§ WHAT YOU NEED TO DO:
The range starts at the line containing "let erode3 = index(Direction::Horizontal, MorphOp::Erode, 3);" and ends at the last line of the records below. Reproduce those lines exactly.
___ DATA TO USE ___
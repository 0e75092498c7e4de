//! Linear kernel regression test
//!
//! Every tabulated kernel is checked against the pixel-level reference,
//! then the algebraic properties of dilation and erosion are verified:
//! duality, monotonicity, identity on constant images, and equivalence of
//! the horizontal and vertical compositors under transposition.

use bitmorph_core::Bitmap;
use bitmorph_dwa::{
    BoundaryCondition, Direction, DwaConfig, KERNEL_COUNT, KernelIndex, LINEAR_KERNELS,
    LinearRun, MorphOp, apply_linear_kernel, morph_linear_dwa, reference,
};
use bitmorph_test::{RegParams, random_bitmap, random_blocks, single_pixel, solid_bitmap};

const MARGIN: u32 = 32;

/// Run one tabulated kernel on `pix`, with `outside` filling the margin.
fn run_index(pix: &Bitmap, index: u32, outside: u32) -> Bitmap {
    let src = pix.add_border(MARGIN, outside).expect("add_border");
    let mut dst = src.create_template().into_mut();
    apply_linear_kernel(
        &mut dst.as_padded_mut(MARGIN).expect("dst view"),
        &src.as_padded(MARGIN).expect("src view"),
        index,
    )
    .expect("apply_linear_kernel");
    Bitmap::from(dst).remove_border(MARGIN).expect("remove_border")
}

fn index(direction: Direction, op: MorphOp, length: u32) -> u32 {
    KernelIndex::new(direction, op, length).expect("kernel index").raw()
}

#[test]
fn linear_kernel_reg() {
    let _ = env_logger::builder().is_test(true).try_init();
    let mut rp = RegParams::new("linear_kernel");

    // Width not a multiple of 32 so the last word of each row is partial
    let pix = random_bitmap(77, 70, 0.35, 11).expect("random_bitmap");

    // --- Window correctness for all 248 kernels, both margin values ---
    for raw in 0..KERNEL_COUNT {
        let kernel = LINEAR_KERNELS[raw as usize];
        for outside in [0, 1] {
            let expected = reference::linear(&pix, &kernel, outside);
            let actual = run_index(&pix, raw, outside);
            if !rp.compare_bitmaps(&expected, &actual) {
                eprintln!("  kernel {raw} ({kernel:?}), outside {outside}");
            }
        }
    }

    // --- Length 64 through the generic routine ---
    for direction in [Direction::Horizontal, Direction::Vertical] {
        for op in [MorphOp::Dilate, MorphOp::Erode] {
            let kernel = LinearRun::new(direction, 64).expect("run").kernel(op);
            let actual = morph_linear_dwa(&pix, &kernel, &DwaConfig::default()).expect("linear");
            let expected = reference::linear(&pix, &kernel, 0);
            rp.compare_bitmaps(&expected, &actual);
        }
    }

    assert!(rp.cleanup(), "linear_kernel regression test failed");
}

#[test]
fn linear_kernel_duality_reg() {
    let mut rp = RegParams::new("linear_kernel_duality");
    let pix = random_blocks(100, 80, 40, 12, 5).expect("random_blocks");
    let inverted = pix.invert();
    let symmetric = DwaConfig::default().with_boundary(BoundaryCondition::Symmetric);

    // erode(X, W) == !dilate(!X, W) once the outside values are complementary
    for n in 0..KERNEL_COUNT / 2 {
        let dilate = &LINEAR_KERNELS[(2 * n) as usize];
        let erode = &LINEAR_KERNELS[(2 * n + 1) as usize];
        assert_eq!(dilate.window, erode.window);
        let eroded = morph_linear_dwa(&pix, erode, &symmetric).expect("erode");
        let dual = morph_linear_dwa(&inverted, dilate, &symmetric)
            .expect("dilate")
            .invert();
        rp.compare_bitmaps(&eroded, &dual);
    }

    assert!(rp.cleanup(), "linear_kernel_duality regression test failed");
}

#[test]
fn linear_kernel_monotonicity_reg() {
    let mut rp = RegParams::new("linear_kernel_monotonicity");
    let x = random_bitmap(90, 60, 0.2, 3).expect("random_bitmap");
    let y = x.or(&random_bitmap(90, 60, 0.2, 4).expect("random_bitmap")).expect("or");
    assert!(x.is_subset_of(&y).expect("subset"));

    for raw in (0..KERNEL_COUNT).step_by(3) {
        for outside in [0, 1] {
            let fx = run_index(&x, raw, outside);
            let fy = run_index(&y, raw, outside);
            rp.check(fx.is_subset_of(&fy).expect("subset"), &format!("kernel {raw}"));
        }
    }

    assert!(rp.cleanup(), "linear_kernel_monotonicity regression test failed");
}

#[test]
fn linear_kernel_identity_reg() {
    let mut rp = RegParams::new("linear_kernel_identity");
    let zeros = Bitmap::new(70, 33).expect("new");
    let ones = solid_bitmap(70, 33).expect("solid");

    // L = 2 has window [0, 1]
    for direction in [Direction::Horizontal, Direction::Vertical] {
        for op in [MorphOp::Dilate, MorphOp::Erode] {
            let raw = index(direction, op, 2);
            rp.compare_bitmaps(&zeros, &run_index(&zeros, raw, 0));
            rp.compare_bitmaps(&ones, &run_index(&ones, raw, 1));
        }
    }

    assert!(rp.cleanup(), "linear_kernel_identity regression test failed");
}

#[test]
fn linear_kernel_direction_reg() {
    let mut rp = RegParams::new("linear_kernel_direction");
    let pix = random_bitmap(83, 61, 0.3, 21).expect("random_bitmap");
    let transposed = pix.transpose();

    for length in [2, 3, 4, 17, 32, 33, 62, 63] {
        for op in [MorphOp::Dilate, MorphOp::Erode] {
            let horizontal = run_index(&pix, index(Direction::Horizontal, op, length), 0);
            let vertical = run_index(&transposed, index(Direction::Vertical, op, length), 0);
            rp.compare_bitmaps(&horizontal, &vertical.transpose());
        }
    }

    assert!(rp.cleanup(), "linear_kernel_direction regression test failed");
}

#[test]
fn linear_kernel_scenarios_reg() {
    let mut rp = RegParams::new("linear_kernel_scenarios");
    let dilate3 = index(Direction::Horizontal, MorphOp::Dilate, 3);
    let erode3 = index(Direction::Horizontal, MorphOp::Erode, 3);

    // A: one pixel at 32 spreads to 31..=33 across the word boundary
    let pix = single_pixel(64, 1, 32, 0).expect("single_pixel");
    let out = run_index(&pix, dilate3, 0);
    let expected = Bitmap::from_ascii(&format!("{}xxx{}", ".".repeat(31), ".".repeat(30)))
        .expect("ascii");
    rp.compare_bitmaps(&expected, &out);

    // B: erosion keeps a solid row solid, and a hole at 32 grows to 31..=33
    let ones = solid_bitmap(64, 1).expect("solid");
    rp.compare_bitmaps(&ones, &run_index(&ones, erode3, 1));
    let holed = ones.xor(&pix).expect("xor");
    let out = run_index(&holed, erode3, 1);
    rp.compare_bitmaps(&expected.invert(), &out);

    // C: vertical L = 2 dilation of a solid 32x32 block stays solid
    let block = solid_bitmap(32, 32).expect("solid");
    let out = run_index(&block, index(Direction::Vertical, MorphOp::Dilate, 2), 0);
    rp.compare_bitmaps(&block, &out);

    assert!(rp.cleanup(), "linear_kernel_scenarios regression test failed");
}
___
§ TASK SOLUTION:
    let erode3 = index(Direction::Horizontal, MorphOp::Erode, 3);

    // A: one pixel at 32 spreads to 31..=33 across the word boundary
    let pix = single_pixel(64, 1, 32, 0).expect("single_pixel");
    let out = run_index(&pix, dilate3, 0);
    let expected = Bitmap::from_ascii(&format!("{}xxx{}", ".".repeat(31), ".".repeat(30)))
        .expect("ascii");
    rp.compare_bitmaps(&expected, &out);

    // B: erosion keeps a solid row solid, and a hole at 32 grows to 31..=33
    let ones = solid_bitmap(64, 1).expect("solid");
    rp.compare_bitmaps(&ones, &run_index(&ones, erode3, 1));
    let holed = ones.xor(&pix).expect("xor");
    let out = run_index(&holed, erode3, 1);
    rp.compare_bitmaps(&expected.invert(), &out);

    // C: vertical L = 2 dilation of a solid 32x32 block stays solid
    let block = solid_bitmap(32, 32).expect("solid");
    let out = run_index(&block, index(Direction::Vertical, MorphOp::Dilate, 2), 0);
    rp.compare_bitmaps(&block, &out);

    assert!(rp.cleanup(), "linear_kernel_scenarios regression test failed");
}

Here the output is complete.